Hazırlayan: Kaynana Nebahat
(40 yıllık evlilik, 3 gelin, 1 Damat, 6 Torun)
“Bak evladım…
Kadın kısmının ağzından çıkan her kelime kulağa basit gelebilir ama anlamı genelde gizlidir.”
Bu sözlük, gelinliğin içine akıllı telefon sığdırmayı başaran bir kadının “Ne var ki canııım?” lafına cevap
vermeye yeltenen erkek milleti içindir. Oku, ezberle, yoksa ömür boyu “BIŞEY YOK” a maruz
kalırsın.
“İYİ.
Sanma ki her şey yolunda. Bu laf, “İçim içimi yiyor ama konuşmaya değmezsin”dir. Tartışma buraya
gelmişse bitmişsin sen oğlum, haberin yok demektir. Maçta 90+6’da gol yemişsindir. Aman ha sessiz
kal. Sakın ama sakın “iyisin iyisin maşallah” deme. Kafana ütüyü yersin.
“Beş Dakika.”
Türk kadınının “Zaman” algısı Einstein’ı mezarında ters döndürür. Beş dakika = 37 dakika + 1 makyaj
- “Hangisi daha çok yakıştı?” diye üç tur giysi değişimi. Futbolun ikinci yarısı bitecek o hâlâ
“Hazırım!” dememiştir. Hazır değildir, unut sen onu.
“BIŞEY YOK.”
Yakar top gibi. Gerçekte “NE YOK Kİ.” Şimdi yüz ifadesine bak: Kaşlar çatık mı? Dudak bükülmüş
mü? Eyvah eyvah, o hemen zaman kaç oradan! Çünkü bu “bişey yok”, birazdan “Bundan da mı
anlamıyorsun?”a evrilir. Ve sonunda “İYİ.” gelir. Her şey birbirine bağlı.

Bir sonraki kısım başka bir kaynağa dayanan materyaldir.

//! Geometric-diagram family: adjacency of neighbouring Voronoi cells.

use std::collections::BTreeSet;

use delaunator::{Point, triangulate};
use rand::{Rng, rngs::SmallRng};
use ravelin_core::{GeneratorError, Position, RawTopology, TopologyGenerator};
use tracing::debug;

/// Diagram-based family: random points in the unit square, one edge per
/// pair of points whose Voronoi cells share a ridge, which is exactly the
/// Delaunay edge set of the points.
///
/// Degenerate inputs (fewer than three points, collinear point sets) admit
/// no triangulation and yield an edge-free topology; the pipeline's
/// connectivity repair then joins the nodes.
#[derive(Clone, Copy, Debug)]
pub struct DiagramBased {
    points: usize,
}

impl DiagramBased {
    /// Creates the family.
    ///
    /// # Errors
    /// Returns [`GeneratorError::InvalidParameter`] when no points are
    /// requested.
    pub fn new(points: usize) -> Result<Self, GeneratorError> {
        if points == 0 {
            return Err(GeneratorError::InvalidParameter {
                reason: "a diagram needs at least one point".into(),
            });
        }
        Ok(Self { points })
    }
}

impl TopologyGenerator for DiagramBased {
    fn family(&self) -> &str {
        "diagram-based"
    }

    fn generate(&self, rng: &mut SmallRng) -> Result<RawTopology, GeneratorError> {
        let positions: Vec<Position> = (0..self.points)
            .map(|_| Position::new(rng.gen_range(0.0..1.0), rng.gen_range(0.0..1.0)))
            .collect();
        let sites: Vec<Point> = positions
            .iter()
            .map(|position| Point {
                x: position.x(),
                y: position.y(),
            })
            .collect();

        let triangulation = triangulate(&sites);
        let mut edges = BTreeSet::new();
        for triangle in triangulation.triangles.chunks_exact(3) {
            for (a, b) in [
                (triangle[0], triangle[1]),
                (triangle[1], triangle[2]),
                (triangle[2], triangle[0]),
            ] {
                edges.insert((a.min(b), a.max(b)));
            }
        }
        if edges.is_empty() {
            debug!(
                points = self.points,
                "degenerate point set admits no triangulation"
            );
        }
        Ok(RawTopology::with_positions(
            self.points,
            edges.into_iter().collect(),
            positions,
        ))
    }
}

“Hadi yap (kaşlar kalkık).”
Bu bir izin değil. Bu bir tuzaktır. “Yapsana, hadi.” der ama sen yaparsan gitti ilişki. O kaşlar ‘Fetret
Dönemi’ başlatır. Derhal geri adım at, pasifleş, Netflix aç. Hayatta kalmanın tek yolu bu.
“Hadi yap (kaşlar normal).”
İlk başta “Ohh tamam” dersin ama beş dakika sonra mutfaktan gelen tencere sesiyle neye uğradığını şaşırırsın. Kafanda dolap kapağı patlar. Hemen “Ben bi hata yaptım ama bilmiyorum ne” moduna geç. Bekle. Bağlantıyı kendin kuramazsın.
(İç çekiş – yüksek sesli)
“Offf…” sesi var ya? İşte o ses, “Nasıl böyle biriyle hayatımı geçiriyorum ya Rabbim?” demektir.

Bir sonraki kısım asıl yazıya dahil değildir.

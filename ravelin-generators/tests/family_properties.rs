//! Property tests across randomly parameterised families.

use proptest::prelude::*;
use proptest::test_runner::TestCaseError;
use ravelin_core::{EngineError, PipelineBuilder, TopologyGenerator};
use ravelin_generators::{AdjacencyMatrix, UniformEdgeCount};

fn check_pipeline<G: TopologyGenerator>(
    family: &G,
    ratio: f64,
    seed: u64,
) -> Result<(), TestCaseError> {
    let pipeline = PipelineBuilder::new()
        .with_risk_edge_ratio(ratio)
        .with_rng_seed(seed)
        .build()
        .expect("configuration is valid");
    let annotated = match pipeline.run(family) {
        Ok(annotated) => annotated,
        // Sparse topologies can exhaust the support pool; surfacing the
        // condition to the caller is the contract.
        Err(EngineError::NoSupportCandidate { .. }) => return Ok(()),
        Err(other) => return Err(TestCaseError::fail(format!("unexpected error: {other}"))),
    };

    let topology = annotated.topology();
    prop_assert!(topology.is_connected());
    let expected = (topology.edge_count() as f64 * ratio).floor() as usize;
    let selected = annotated.risk_edges().len();
    prop_assert!(selected == expected || (expected > 0 && selected == expected - 1));
    for &edge in annotated.risk_edges() {
        let support = annotated.support_node(edge).expect("risk edges carry supports");
        let (left, right) = edge.endpoints();
        prop_assert!(
            topology.neighbours(left).any(|n| n == support)
                || topology.neighbours(right).any(|n| n == support)
        );
    }
    Ok(())
}

fn uniform_params() -> impl Strategy<Value = (usize, usize)> {
    (3usize..16).prop_flat_map(|nodes| {
        let maximum = nodes * (nodes - 1) / 2;
        (Just(nodes), 0..=maximum)
    })
}

proptest! {
    #[test]
    fn uniform_edge_count_upholds_pipeline_invariants(
        (nodes, edges) in uniform_params(),
        ratio in 0.05f64..0.95,
        seed in any::<u64>(),
    ) {
        let family = UniformEdgeCount::new(nodes, edges)
            .expect("edge count stays within the combinatorial maximum");
        check_pipeline(&family, ratio, seed)?;
    }

    #[test]
    fn adjacency_matrix_upholds_pipeline_invariants(
        nodes in 2usize..16,
        probability in 0.0f64..=1.0,
        ratio in 0.05f64..0.95,
        seed in any::<u64>(),
    ) {
        let family = AdjacencyMatrix::new(nodes, probability)
            .expect("probability lies in the unit interval");
        check_pipeline(&family, ratio, seed)?;
    }
}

Cümleyle anlatılsa acısı bu kadar olmaz. Bu ses, derinlerde erkekliğini sorgulatan bir yankıdır.
Duymamazlıktan gel çünkü konuşmak istese zaten “BIŞEY YOK” derdi.
(İç çekiş – hafif)
Ahh… Şimdi güzel bir şey başardın. Sakın kıpırdama. Öyle kal. Yüzünü bile kaşımadan devam et. Şu
an “sakin kal ve yaşamaya devam et” evresindesin. Sessizlikle ödüllendirildin. Bozma.
“TAMAM.”
Kork. Kaç. Dua et. Çünkü bu kelime, “Senin cezanı ben değil, Allah verecek” anlamına gelir.

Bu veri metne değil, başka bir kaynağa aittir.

//! G(n, M): a fixed number of edges sampled uniformly.

use rand::{rngs::SmallRng, seq::SliceRandom};
use ravelin_core::{GeneratorError, RawTopology, TopologyGenerator};

/// Uniform-edge-count family: `edges` distinct unordered pairs drawn
/// uniformly from all `n(n-1)/2` candidates.
///
/// # Examples
/// ```
/// use rand::{SeedableRng, rngs::SmallRng};
/// use ravelin_generators::UniformEdgeCount;
/// use ravelin_core::TopologyGenerator;
///
/// let family = UniformEdgeCount::new(10, 15).expect("15 <= 45");
/// let mut rng = SmallRng::seed_from_u64(3);
/// let raw = family.generate(&mut rng).expect("generation must succeed");
/// assert_eq!(raw.edges().len(), 15);
/// ```
#[derive(Clone, Copy, Debug)]
pub struct UniformEdgeCount {
    nodes: usize,
    edges: usize,
}

impl UniformEdgeCount {
    /// Creates the family after checking the combinatorial maximum.
    ///
    /// # Errors
    /// Returns [`GeneratorError::InvalidParameter`] when `edges` exceeds
    /// `nodes * (nodes - 1) / 2`.
    pub fn new(nodes: usize, edges: usize) -> Result<Self, GeneratorError> {
        let maximum = nodes * nodes.saturating_sub(1) / 2;
        if edges > maximum {
            return Err(GeneratorError::InvalidParameter {
                reason: format!(
                    "{edges} edges requested but {nodes} nodes admit at most {maximum}"
                ),
            });
        }
        Ok(Self { nodes, edges })
    }
}

impl TopologyGenerator for UniformEdgeCount {
    fn family(&self) -> &str {
        "uniform-edge-count"
    }

    fn generate(&self, rng: &mut SmallRng) -> Result<RawTopology, GeneratorError> {
        let mut candidates = Vec::with_capacity(self.nodes * self.nodes.saturating_sub(1) / 2);
        for a in 0..self.nodes {
            for b in a + 1..self.nodes {
                candidates.push((a, b));
            }
        }
        let edges = candidates
            .choose_multiple(rng, self.edges)
            .copied()
            .collect();
        Ok(RawTopology::new(self.nodes, edges))
    }
}

#[cfg(test)]
mod tests {
    use super::*;
    use rand::SeedableRng;
    use std::collections::BTreeSet;

    #[test]
    fn produces_exactly_the_requested_edge_count() {
        let family = UniformEdgeCount::new(8, 12).expect("12 <= 28");
        let mut rng = SmallRng::seed_from_u64(7);
        let raw = family.generate(&mut rng).expect("generation must succeed");
        assert_eq!(raw.node_count(), 8);
        assert_eq!(raw.edges().len(), 12);
        let distinct: BTreeSet<(usize, usize)> = raw.edges().iter().copied().collect();
        assert_eq!(distinct.len(), 12, "pairs must be sampled without replacement");
        assert!(raw.positions().is_none());
    }

    #[test]
    fn complete_graph_is_the_upper_bound() {
        let family = UniformEdgeCount::new(5, 10).expect("10 == 5*4/2");
        let mut rng = SmallRng::seed_from_u64(2);
        let raw = family.generate(&mut rng).expect("generation must succeed");
        assert_eq!(raw.edges().len(), 10);
    }

    #[test]
    fn combinatorial_overflow_is_rejected() {
        let err = UniformEdgeCount::new(5, 11).expect_err("11 > 10");
        assert!(matches!(err, GeneratorError::InvalidParameter { .. }));
    }
}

Dışarıdan masum, içten intikam soğuk servise hazır. Yakında başına öyle bir “hatırlatma” gelir ki,
bugünün tarihini ömür boyu unutmazsın.
“Yap istersen.”
Bak sana fırsat veriyor gibi duruyor ama aslında seni izliyor. Bu, “yap da gör gününü” demek.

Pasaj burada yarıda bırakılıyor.